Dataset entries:
pub mod api;
pub mod config;
pub mod display;
pub mod encode;
pub mod error;
pub mod sequence;
pub mod shutdown;
pub mod spool;
pub mod store;
pub mod watcher;

pub use error::{Result, SpoolError};
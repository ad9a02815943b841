use tokio_util::sync::CancellationToken;

/// Returns a token that is cancelled once SIGTERM or SIGINT arrives.
///
/// The API servers, watcher, and display session all monitor this token and
/// wind down gracefully.
pub fn install_shutdown_handler() -> CancellationToken {
    let token = CancellationToken::new();
    let handle = token.clone();

    tokio::spawn(async move {
        let signal_name = wait_for_signal().await;
        tracing::info!(signal = signal_name, "Initiating graceful shutdown");
        handle.cancel();
    });

    token
}

async fn wait_for_signal() -> &'static str {
    use tokio::signal::unix::{signal, SignalKind};

    let mut sigterm = signal(SignalKind::terminate()).expect("failed to install SIGTERM handler");

    tokio::select! {
        _ = sigterm.recv() => "SIGTERM",
        _ = tokio::signal::ctrl_c() => "SIGINT",
    }
}
use std::collections::HashSet;
use std::path::Path;
use std::sync::Arc;

use qrspool::config::SpoolConfig;
use qrspool::encode::{Encoder, QrPngEncoder};
use qrspool::error::{Result, SpoolError};
use qrspool::spool::PrintSpooler;

/// Small modules keep test artifacts cheap to produce.
fn test_encoder() -> Arc<QrPngEncoder> {
    Arc::new(QrPngEncoder {
        module_size: 2,
        border: 1,
        ..Default::default()
    })
}

fn open_spooler(dir: &Path) -> PrintSpooler {
    PrintSpooler::open(&SpoolConfig::new(dir), test_encoder()).unwrap()
}

/// Encoder that always fails, for crash-injection scenarios.
struct FailingEncoder;

impl Encoder for FailingEncoder {
    fn encode(&self, _text: &str) -> Result<Vec<u8>> {
        Err(SpoolError::Encode("injected failure".to_string()))
    }
}

#[test]
fn latest_before_any_submission_reports_nothing() {
    let dir = tempfile::tempdir().unwrap();
    let spooler = open_spooler(dir.path());

    let latest = spooler.latest();
    assert!(!latest.exists);
    assert_eq!(latest.id, None);
    assert!(!latest.available);
}

#[test]
fn hello_world_scenario() {
    let dir = tempfile::tempdir().unwrap();
    let spooler = open_spooler(dir.path());

    let first = spooler.submit("Hello").unwrap();
    assert_eq!(first.id, 1);
    assert_eq!(first.filename, "1.png");
    assert_eq!(first.content_filename, "1.txt");

    let latest = spooler.latest();
    assert_eq!(latest.id, Some(1));
    assert!(latest.available);

    let second = spooler.submit("World").unwrap();
    assert_eq!(second.id, 2);

    let latest = spooler.latest();
    assert_eq!(latest.id, Some(2));
    assert!(latest.available);

    // Earlier jobs stay addressable
    assert_eq!(spooler.content(1).unwrap(), "Hello");
    assert_eq!(spooler.content(2).unwrap(), "World");
}

#[test]
fn content_is_stored_verbatim() {
    let dir = tempfile::tempdir().unwrap();
    let spooler = open_spooler(dir.path());

    let payload = "  line one\n\tline two with unicode ✓\n";
    let receipt = spooler.submit(payload).unwrap();
    assert_eq!(spooler.content(receipt.id).unwrap(), payload);
}

#[test]
fn artifact_is_a_png() {
    let dir = tempfile::tempdir().unwrap();
    let spooler = open_spooler(dir.path());

    let receipt = spooler.submit("Hello").unwrap();
    let artifact = spooler.artifact(receipt.id).unwrap();
    assert!(artifact.starts_with(b"\x89PNG\r\n\x1a\n"));
}

#[test]
fn empty_content_is_rejected_without_spending_an_identity() {
    let dir = tempfile::tempdir().unwrap();
    let spooler = open_spooler(dir.path());

    for payload in ["", "   ", "\n\t  \n"] {
        assert!(matches!(
            spooler.submit(payload),
            Err(SpoolError::EmptyContent)
        ));
    }

    assert!(!spooler.latest().exists);
    let receipt = spooler.submit("real job").unwrap();
    assert_eq!(receipt.id, 1, "rejected submissions must not advance the counter");
}

#[test]
fn unknown_ids_are_not_found() {
    let dir = tempfile::tempdir().unwrap();
    let spooler = open_spooler(dir.path());

    assert!(matches!(spooler.content(42), Err(SpoolError::JobNotFound(42))));
    assert!(matches!(spooler.artifact(42), Err(SpoolError::JobNotFound(42))));
    assert!(!spooler.exists(42));
}

#[test]
fn failed_encode_leaves_id_reserved_but_unavailable() {
    let dir = tempfile::tempdir().unwrap();
    let config = SpoolConfig::new(dir.path());

    {
        let spooler = PrintSpooler::open(&config, Arc::new(FailingEncoder)).unwrap();
        assert!(matches!(spooler.submit("doomed"), Err(SpoolError::Encode(_))));

        // The identity was reserved and is reported, but never as available
        assert!(!spooler.exists(1));
        let latest = spooler.latest();
        assert!(latest.exists);
        assert_eq!(latest.id, Some(1));
        assert!(!latest.available);
    }

    // The failed identity is permanently skipped, never reused
    let spooler = PrintSpooler::open(&config, test_encoder()).unwrap();
    let receipt = spooler.submit("survivor").unwrap();
    assert_eq!(receipt.id, 2);
    assert!(spooler.latest().available);
}

#[tokio::test(flavor = "multi_thread")]
async fn concurrent_submissions_get_distinct_identities() {
    let dir = tempfile::tempdir().unwrap();
    let spooler = Arc::new(open_spooler(dir.path()));

    const JOBS: usize = 20;

    let handles: Vec<_> = (0..JOBS)
        .map(|n| {
            let spooler = spooler.clone();
            tokio::task::spawn_blocking(move || spooler.submit(&format!("job {n}")).unwrap().id)
        })
        .collect();

    let mut ids = Vec::new();
    for handle in handles {
        ids.push(handle.await.unwrap());
    }

    let distinct: HashSet<_> = ids.iter().copied().collect();
    assert_eq!(distinct.len(), JOBS);
    assert_eq!(ids.iter().copied().max(), Some(JOBS as u64));

    let latest = spooler.latest();
    assert_eq!(latest.id, Some(JOBS as u64));
    assert!(latest.available);
}
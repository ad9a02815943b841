use std::sync::Arc;

use axum::{
    body::Body,
    http::{Request, StatusCode},
    Router,
};
use http_body_util::BodyExt;
use serde_json::Value;
use tower::ServiceExt;

use qrspool::api::{display_router, printer_router, ApiState};
use qrspool::config::SpoolConfig;
use qrspool::encode::QrPngEncoder;
use qrspool::spool::PrintSpooler;

fn test_state(dir: &std::path::Path) -> ApiState {
    let encoder = Arc::new(QrPngEncoder {
        module_size: 2,
        border: 1,
        ..Default::default()
    });
    let spooler = PrintSpooler::open(&SpoolConfig::new(dir), encoder).unwrap();
    ApiState {
        spooler: Arc::new(spooler),
    }
}

async fn get(app: &Router, uri: &str) -> (StatusCode, Vec<u8>) {
    let response = app
        .clone()
        .oneshot(Request::builder().uri(uri).body(Body::empty()).unwrap())
        .await
        .unwrap();
    let status = response.status();
    let body = response.into_body().collect().await.unwrap().to_bytes();
    (status, body.to_vec())
}

async fn post_print(app: &Router, body: Body, content_type: &str) -> (StatusCode, Value) {
    let response = app
        .clone()
        .oneshot(
            Request::builder()
                .method("POST")
                .uri("/print")
                .header("content-type", content_type)
                .body(body)
                .unwrap(),
        )
        .await
        .unwrap();
    let status = response.status();
    let bytes = response.into_body().collect().await.unwrap().to_bytes();
    (status, serde_json::from_slice(&bytes).unwrap())
}

#[tokio::test]
async fn health_endpoint_reports_ok() {
    let dir = tempfile::tempdir().unwrap();
    let app = printer_router(test_state(dir.path()));

    let (status, body) = get(&app, "/health").await;
    assert_eq!(status, StatusCode::OK);

    let json: Value = serde_json::from_slice(&body).unwrap();
    assert_eq!(json["status"], "ok");
    assert_eq!(json["service"], "qrspool");
}

#[tokio::test]
async fn print_accepts_json_content() {
    let dir = tempfile::tempdir().unwrap();
    let app = printer_router(test_state(dir.path()));

    let (status, json) = post_print(
        &app,
        Body::from(r#"{"content": "Hello"}"#),
        "application/json",
    )
    .await;

    assert_eq!(status, StatusCode::OK);
    assert_eq!(json["success"], true);
    assert_eq!(json["file_number"], 1);
    assert_eq!(json["filename"], "1.png");
    assert_eq!(json["content_filename"], "1.txt");
}

#[tokio::test]
async fn print_accepts_raw_text() {
    let dir = tempfile::tempdir().unwrap();
    let app = printer_router(test_state(dir.path()));

    let (status, json) = post_print(&app, Body::from("plain text job"), "text/plain").await;
    assert_eq!(status, StatusCode::OK);
    assert_eq!(json["file_number"], 1);
}

#[tokio::test]
async fn print_rejects_empty_content() {
    let dir = tempfile::tempdir().unwrap();
    let state = test_state(dir.path());
    let app = printer_router(state.clone());

    let (status, json) =
        post_print(&app, Body::from(r#"{"content": "   "}"#), "application/json").await;
    assert_eq!(status, StatusCode::BAD_REQUEST);
    assert_eq!(json["error"], "No print content provided");

    // Nothing became visible
    assert!(!state.spooler.latest().exists);
}

#[tokio::test]
async fn last_qr_is_404_before_any_job() {
    let dir = tempfile::tempdir().unwrap();
    let app = printer_router(test_state(dir.path()));

    let (status, body) = get(&app, "/last_qr").await;
    assert_eq!(status, StatusCode::NOT_FOUND);

    let json: Value = serde_json::from_slice(&body).unwrap();
    assert_eq!(json["exists"], false);
}

#[tokio::test]
async fn last_qr_reports_newest_job() {
    let dir = tempfile::tempdir().unwrap();
    let state = test_state(dir.path());
    let app = printer_router(state.clone());

    state.spooler.submit("Hello").unwrap();
    state.spooler.submit("World").unwrap();

    let (status, body) = get(&app, "/last_qr").await;
    assert_eq!(status, StatusCode::OK);

    let json: Value = serde_json::from_slice(&body).unwrap();
    assert_eq!(json["exists"], true);
    assert_eq!(json["file_number"], 2);
    assert_eq!(json["filename"], "2.png");
}

#[tokio::test]
async fn api_latest_always_answers_200() {
    let dir = tempfile::tempdir().unwrap();
    let state = test_state(dir.path());
    let app = display_router(state.clone());

    let (status, body) = get(&app, "/api/latest").await;
    assert_eq!(status, StatusCode::OK);
    let json: Value = serde_json::from_slice(&body).unwrap();
    assert_eq!(json["exists"], false);

    state.spooler.submit("Hello").unwrap();

    let (status, body) = get(&app, "/api/latest").await;
    assert_eq!(status, StatusCode::OK);
    let json: Value = serde_json::from_slice(&body).unwrap();
    assert_eq!(json["exists"], true);
    assert_eq!(json["file_number"], 1);
    assert_eq!(json["content_filename"], "1.txt");
}

#[tokio::test]
async fn content_and_qr_fetch_round_trip() {
    let dir = tempfile::tempdir().unwrap();
    let state = test_state(dir.path());
    let app = display_router(state.clone());

    state.spooler.submit("Hello").unwrap();

    let (status, body) = get(&app, "/print_content/1").await;
    assert_eq!(status, StatusCode::OK);
    let json: Value = serde_json::from_slice(&body).unwrap();
    assert_eq!(json["content"], "Hello");
    assert_eq!(json["filename"], "1.txt");

    let response = app
        .clone()
        .oneshot(Request::builder().uri("/qr/1").body(Body::empty()).unwrap())
        .await
        .unwrap();
    assert_eq!(response.status(), StatusCode::OK);
    assert_eq!(
        response.headers()["content-type"].to_str().unwrap(),
        "image/png"
    );
    let bytes = response.into_body().collect().await.unwrap().to_bytes();
    assert!(bytes.starts_with(b"\x89PNG\r\n\x1a\n"));
}

#[tokio::test]
async fn unknown_ids_are_404() {
    let dir = tempfile::tempdir().unwrap();
    let app = display_router(test_state(dir.path()));

    let (status, _) = get(&app, "/print_content/99").await;
    assert_eq!(status, StatusCode::NOT_FOUND);

    let (status, _) = get(&app, "/qr/99").await;
    assert_eq!(status, StatusCode::NOT_FOUND);
}

#[tokio::test]
async fn index_serves_the_display_page() {
    let dir = tempfile::tempdir().unwrap();
    let app = display_router(test_state(dir.path()));

    let (status, body) = get(&app, "/").await;
    assert_eq!(status, StatusCode::OK);
    let page = String::from_utf8(body).unwrap();
    assert!(page.contains("/api/latest"));
    assert!(page.contains("Waiting for print job"));
}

TASK DESCRIPTION — Exactly repeat the lines above, from the opening line through the one with "fn open_spooler(dir: &Path)", and include nothing else.

ANSWER TO THE EXERCISE —
pub mod api;
pub mod config;
pub mod display;
pub mod encode;
pub mod error;
pub mod sequence;
pub mod shutdown;
pub mod spool;
pub mod store;
pub mod watcher;

pub use error::{Result, SpoolError};
repository ad9a02815943b841
use tokio_util::sync::CancellationToken;

/// Returns a token that is cancelled once SIGTERM or SIGINT arrives.
///
/// The API servers, watcher, and display session all monitor this token and
/// wind down gracefully.
pub fn install_shutdown_handler() -> CancellationToken {
    let token = CancellationToken::new();
    let handle = token.clone();

    tokio::spawn(async move {
        let signal_name = wait_for_signal().await;
        tracing::info!(signal = signal_name, "Initiating graceful shutdown");
        handle.cancel();
    });

    token
}

async fn wait_for_signal() -> &'static str {
    use tokio::signal::unix::{signal, SignalKind};

    let mut sigterm = signal(SignalKind::terminate()).expect("failed to install SIGTERM handler");

    tokio::select! {
        _ = sigterm.recv() => "SIGTERM",
        _ = tokio::signal::ctrl_c() => "SIGINT",
    }
}
use std::collections::HashSet;
use std::path::Path;
use std::sync::Arc;

use qrspool::config::SpoolConfig;
use qrspool::encode::{Encoder, QrPngEncoder};
use qrspool::error::{Result, SpoolError};
use qrspool::spool::PrintSpooler;

/// Small modules keep test artifacts cheap to produce.
fn test_encoder() -> Arc<QrPngEncoder> {
    Arc::new(QrPngEncoder {
        module_size: 2,
        border: 1,
        ..Default::default()
    })
}

fn open_spooler(dir: &Path) -> PrintSpooler {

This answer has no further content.